To stand a reasonable chance of succeeding, this plan would have to take into account all the adjacent infestation within a radius of twenty-five or thirty miles (since it has been established beyond a reasonable doubt that these beetles may travel for such distances). This would involve the tremendous infestations north of the Lake on the Deschutes and Umpqua National Forests and require the cooperation of the Forest Service in controlling all such infestations in the general vicinity, while within the Park boundaries alone 25,000 to 30,000 acres of lodgepole would have to be combed carefully for infestations and all infested trees treated. To attempt this would require an expenditure of at least $25,000 of Park funds for the fiscal year 1930 and at least half this amount for several years to come. The plan would represent a commendable effort on the part of the Park Service to preserve the lodgepole forests but is doomed to defeat; for it is impossible to eliminate the beetles from such a large area, and sooner or later these stands are due to die and be replaced by other types. The plan is not only futile but would be tremendously expensive.

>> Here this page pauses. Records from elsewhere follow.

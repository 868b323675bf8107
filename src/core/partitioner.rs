//! Balance partitioning
//!
//! Splits a session's participants into the two queues the matcher drains.
//! Creditors and debtors keep their relative input order, which fixes the
//! order of the transfers produced later. Participants with a zero balance
//! are already settled and are dropped.

use crate::types::{Participant, Side, WorkingEntry};
use rust_decimal::Decimal;

/// Creditor and debtor queues built from one participant list
#[derive(Debug, Clone, Default, PartialEq, Eq)]
pub struct Partition {
    /// Participants owed money, in input order
    pub creditors: Vec<WorkingEntry>,
    /// Participants owing money, in input order
    pub debtors: Vec<WorkingEntry>,
}

impl Partition {
    /// Whether there is nothing to settle
    pub fn is_empty(&self) -> bool {
        self.creditors.is_empty() && self.debtors.is_empty()
    }
}

/// Partition participants into creditors and debtors
///
/// Pure function over its input; the participant slice is never modified.
pub fn partition(participants: &[Participant]) -> Partition {
    let mut result = Partition::default();

    for participant in participants {
        if participant.net_balance > Decimal::ZERO {
            result
                .creditors
                .push(WorkingEntry::from_participant(participant, Side::Creditor));
        } else if participant.net_balance < Decimal::ZERO {
            result
                .debtors
                .push(WorkingEntry::from_participant(participant, Side::Debtor));
        }
    }

    result
}

#[cfg(test)]
mod tests {
    use super::*;
    use rust_decimal_macros::dec;

    fn names(entries: &[WorkingEntry]) -> Vec<&str> {
        entries.iter().map(|e| e.display_name.as_str()).collect()
    }

    #[test]
    fn test_partition_empty_input() {
        let result = partition(&[]);
        assert!(result.is_empty());
    }

    #[test]
    fn test_partition_preserves_relative_order() {
        let participants = vec![
            Participant::new("1", "A", dec!(5)),
            Participant::new("2", "B", dec!(-3)),
            Participant::new("3", "C", dec!(7)),
            Participant::new("4", "D", dec!(-9)),
            Participant::new("5", "E", dec!(0)),
        ];

        let result = partition(&participants);

        assert_eq!(names(&result.creditors), vec!["A", "C"]);
        assert_eq!(names(&result.debtors), vec!["B", "D"]);
    }

    #[test]
    fn test_partition_drops_zero_balances() {
        let participants = vec![
            Participant::new("1", "A", dec!(0)),
            Participant::new("2", "B", dec!(0.00)),
        ];

        assert!(partition(&participants).is_empty());
    }

    #[test]
    fn test_partition_debtor_remaining_is_positive() {
        let participants = vec![Participant::new("1", "A", dec!(-40.25))];

        let result = partition(&participants);

        assert_eq!(result.debtors.len(), 1);
        assert_eq!(result.debtors[0].remaining, dec!(40.25));
        assert_eq!(result.debtors[0].side, Side::Debtor);
    }

    #[test]
    fn test_partition_does_not_touch_input() {
        let participants = vec![
            Participant::new("1", "A", dec!(10)),
            Participant::new("2", "B", dec!(-10)),
        ];
        let before = participants.clone();

        let _ = partition(&participants);

        assert_eq!(participants, before);
    }
}
//! Grouping of input rows into settlement sessions
//!
//! A single input file may carry many independent sessions. The SessionBook
//! collects participants per session, remembers the order in which sessions
//! first appeared, and marks a session as rejected as soon as one of its rows
//! is malformed so that it is never settled from partial data.

use crate::core::engine::SettlementEngine;
use crate::types::{Participant, SessionId, Settlement, SettlementError};
use std::collections::HashMap;

/// Participants collected for one session
#[derive(Debug, Clone, Default, PartialEq)]
pub struct SessionInput {
    /// Participants in input order
    pub participants: Vec<Participant>,

    /// First row-level error seen for this session, if any
    pub rejection: Option<SettlementError>,
}

impl SessionInput {
    /// Settle this session, or return the row-level error that poisoned it
    pub fn settle(&self, engine: &SettlementEngine) -> Result<Settlement, SettlementError> {
        match &self.rejection {
            Some(error) => Err(error.clone()),
            None => engine.settle(&self.participants),
        }
    }
}

/// Ordered collection of sessions read from one input
#[derive(Debug, Default)]
pub struct SessionBook {
    /// Session IDs in first-appearance order
    order: Vec<SessionId>,
    /// Collected input per session
    sessions: HashMap<SessionId, SessionInput>,
}

impl SessionBook {
    /// Create an empty SessionBook
    pub fn new() -> Self {
        Self::default()
    }

    fn entry(&mut self, session: SessionId) -> &mut SessionInput {
        if !self.sessions.contains_key(&session) {
            self.order.push(session.clone());
        }
        self.sessions.entry(session).or_default()
    }

    /// Add a participant to its session
    pub fn record(&mut self, session: SessionId, participant: Participant) {
        self.entry(session).participants.push(participant);
    }

    /// Mark a session as rejected
    ///
    /// Only the first error is kept; later rows of the session are still
    /// collected but the session will not be settled.
    pub fn reject(&mut self, session: SessionId, error: SettlementError) {
        let input = self.entry(session);
        if input.rejection.is_none() {
            input.rejection = Some(error);
        }
    }

    /// Number of sessions seen so far
    pub fn len(&self) -> usize {
        self.order.len()
    }

    /// Whether no session has been seen
    pub fn is_empty(&self) -> bool {
        self.order.is_empty()
    }

    /// Consume the book, yielding sessions in first-appearance order
    pub fn into_sessions(mut self) -> Vec<(SessionId, SessionInput)> {
        self.order
            .into_iter()
            .filter_map(|session| {
                self.sessions
                    .remove(&session)
                    .map(|input| (session, input))
            })
            .collect()
    }
}
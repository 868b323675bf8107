// CLI module
// Command-line interface and argument parsing

mod args;

pub use args::{CliArgs, StrategyType};

use clap::Parser;

/// Parse command-line arguments using clap
///
/// If parsing fails (invalid arguments, missing input, or `--help`), clap
/// prints an error or the help text and exits the process.
pub fn parse_args() -> CliArgs {
    CliArgs::parse()
}
use crate::core::EngineConfig;
use crate::strategy::BatchConfig;
use clap::{Parser, ValueEnum};
use rust_decimal::Decimal;
use std::path::PathBuf;
use std::str::FromStr;

/// Settle group debts from net participant balances
#[derive(Parser, Debug)]
#[command(name = "settlement-engine")]
#[command(about = "Turn net participant balances into a list of settling transfers", long_about = None)]
pub struct CliArgs {
    /// Input CSV file path containing participant balances
    #[arg(value_name = "INPUT", help = "Path to the input CSV file")]
    pub input_file: PathBuf,

    /// Processing strategy to use for settling sessions
    #[arg(
        long = "strategy",
        value_name = "STRATEGY",
        default_value = "async",
        help = "Processing strategy: 'sync' for sequential or 'async' for concurrent sessions"
    )]
    pub strategy: StrategyType,

    /// Number of rows per read batch (async mode only)
    #[arg(
        long = "batch-size",
        value_name = "SIZE",
        help = "Number of rows per read batch (default: 1000)"
    )]
    pub batch_size: Option<usize>,

    /// Number of worker threads (async mode only)
    #[arg(
        long = "max-concurrent",
        value_name = "COUNT",
        help = "Number of sessions settled concurrently (default: CPU cores)"
    )]
    pub max_concurrent_batches: Option<usize>,

    /// Accepted imbalance per session
    #[arg(
        long = "tolerance",
        value_name = "AMOUNT",
        default_value = "0",
        value_parser = parse_tolerance,
        help = "Largest accepted absolute balance sum per session (default: 0)"
    )]
    pub tolerance: Decimal,
}

/// Available processing strategies
#[derive(Clone, Copy, Debug, PartialEq, Eq, ValueEnum)]
pub enum StrategyType {
    Sync,
    Async,
}

/// Parse a tolerance value, rejecting negative amounts
fn parse_tolerance(value: &str) -> Result<Decimal, String> {
    let tolerance = Decimal::from_str(value.trim())
        .map_err(|e| format!("invalid decimal '{}': {}", value, e))?;
    if tolerance.is_sign_negative() && !tolerance.is_zero() {
        return Err(format!("tolerance must not be negative, got {}", tolerance));
    }
    Ok(tolerance)
}

impl CliArgs {
    /// Create a BatchConfig from CLI arguments
    ///
    /// Missing values fall back to defaults. Zero values are rejected by
    /// `BatchConfig::new`, which logs a warning and uses the default instead.
    pub fn to_batch_config(&self) -> BatchConfig {
        if self.batch_size.is_some() || self.max_concurrent_batches.is_some() {
            let default = BatchConfig::default();
            BatchConfig::new(
                self.batch_size.unwrap_or(default.batch_size),
                self.max_concurrent_batches
                    .unwrap_or(default.max_concurrent_batches),
            )
        } else {
            BatchConfig::default()
        }
    }

    /// Create an EngineConfig from CLI arguments
    pub fn to_engine_config(&self) -> EngineConfig {
        EngineConfig::with_tolerance(self.tolerance)
    }
}
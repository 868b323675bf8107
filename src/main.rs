//! Settlement Engine CLI
//!
//! Command-line interface for settling group debts from CSV files of net
//! participant balances.
//!
//! # Usage
//!
//! ```bash
//! cargo run -- balances.csv > transfers.csv
//! cargo run -- --strategy sync balances.csv > transfers.csv
//! cargo run -- --strategy async --batch-size 2000 --max-concurrent 8 balances.csv > transfers.csv
//! cargo run -- --tolerance 0.01 balances.csv > transfers.csv
//! RUST_LOG=debug cargo run -- balances.csv > transfers.csv
//! ```
//!
//! Transfers are written to stdout; logs go to stderr.
//!
//! # Exit Codes
//!
//! - 0: Success, even if individual sessions were rejected
//! - 1: Error (file not found, file not readable, output failure, etc.)

use rust_settlement_engine::cli;
use rust_settlement_engine::strategy;
use std::process;
use tracing::{error, info};
use tracing_subscriber::EnvFilter;

fn main() {
    let args = cli::parse_args();

    let filter = EnvFilter::try_from_default_env().unwrap_or_else(|_| EnvFilter::new("info"));
    tracing_subscriber::fmt()
        .with_env_filter(filter)
        .with_writer(std::io::stderr)
        .init();

    let strategy = {
        let config = if matches!(args.strategy, cli::StrategyType::Async) {
            Some(args.to_batch_config())
        } else {
            None
        };
        strategy::create_strategy(args.strategy, args.to_engine_config(), config)
    };

    info!(
        input = %args.input_file.display(),
        strategy = ?args.strategy,
        tolerance = %args.tolerance,
        "Settling balances"
    );

    let mut output = std::io::stdout();
    if let Err(e) = strategy.process(&args.input_file, &mut output) {
        error!("{}", e);
        process::exit(1);
    }
}
//! Thread-safe settlement outcome storage for async session processing
//!
//! This module provides the `AsyncSessionStore` struct, which collects the
//! outcome of every settled session while many sessions are being settled
//! concurrently.
//!
//! # Design
//!
//! The `AsyncSessionStore` uses `DashMap` (a concurrent HashMap) keyed by
//! session ID. Each worker task writes exactly one entry, so writers never
//! contend on the same key; DashMap's sharding keeps unrelated writers from
//! blocking each other.

use crate::types::{SessionId, Settlement, SettlementError};
use dashmap::DashMap;

/// Outcome of settling one session
pub type SessionOutcome = Result<Settlement, SettlementError>;

/// Thread-safe outcome store shared by concurrent settlement tasks
#[derive(Debug, Default)]
pub struct AsyncSessionStore {
    /// Concurrent HashMap storing outcomes by session ID
    outcomes: DashMap<SessionId, SessionOutcome>,
}

impl AsyncSessionStore {
    /// Create a new empty AsyncSessionStore
    pub fn new() -> Self {
        Self {
            outcomes: DashMap::new(),
        }
    }

    /// Store the outcome for a session, replacing any earlier one
    pub fn store(&self, session: SessionId, outcome: SessionOutcome) {
        self.outcomes.insert(session, outcome);
    }

    /// Remove and return the outcome for a session
    pub fn take(&self, session: &str) -> Option<SessionOutcome> {
        self.outcomes.remove(session).map(|(_, outcome)| outcome)
    }

    /// Number of stored outcomes
    pub fn len(&self) -> usize {
        self.outcomes.len()
    }

    /// Whether no outcome has been stored
    pub fn is_empty(&self) -> bool {
        self.outcomes.is_empty()
    }
}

Plan 2. Control only along the roads in areas of high fire hazard and on recreational areas.
This plan would confine the work to areas on which most of the previous control work has been done, and would mean recleaning these areas for several years until the peak of the present epidemic has passed. It could be carried out with minimum expense and without involving the cooperation of adjacent owners. It would serve the purpose of reducing the fire hazard in areas of high risk and avoid unsightly dead forest areas along the main traveled roads. This plan could be carried out for the fiscal year 1930 with an expenditure of not over $5,000 and about half this amount for the next three or four years.
Plan 3. To do no control work.
If this course is followed the epidemic will soon die out for lack of suitable host material, as another three or four years will see the end of the present mature lodgepole stands in the Park. While this is the cheapest and easiest course to follow, it will leave a very unsightly mess along some of the roads and a bad fire hazard in the very places where fires are most apt to occur.
Figure 12—Compassman and tree spotters (unknown) arbitrate which way the needle is pointing, ca. 1929, Crater Lake National Park. |
Keen recommended a continuation of the protection of valuable areas under plan 2 as the most feasible (see footnote 18).
Some of Keen’s analyses of the situation were perceptive and ahead of his time. But it would be 30 to 40 years before many forest managers recognized the futility of trying to control mountain pine beetle in dense, overmature lodgepole pine stands.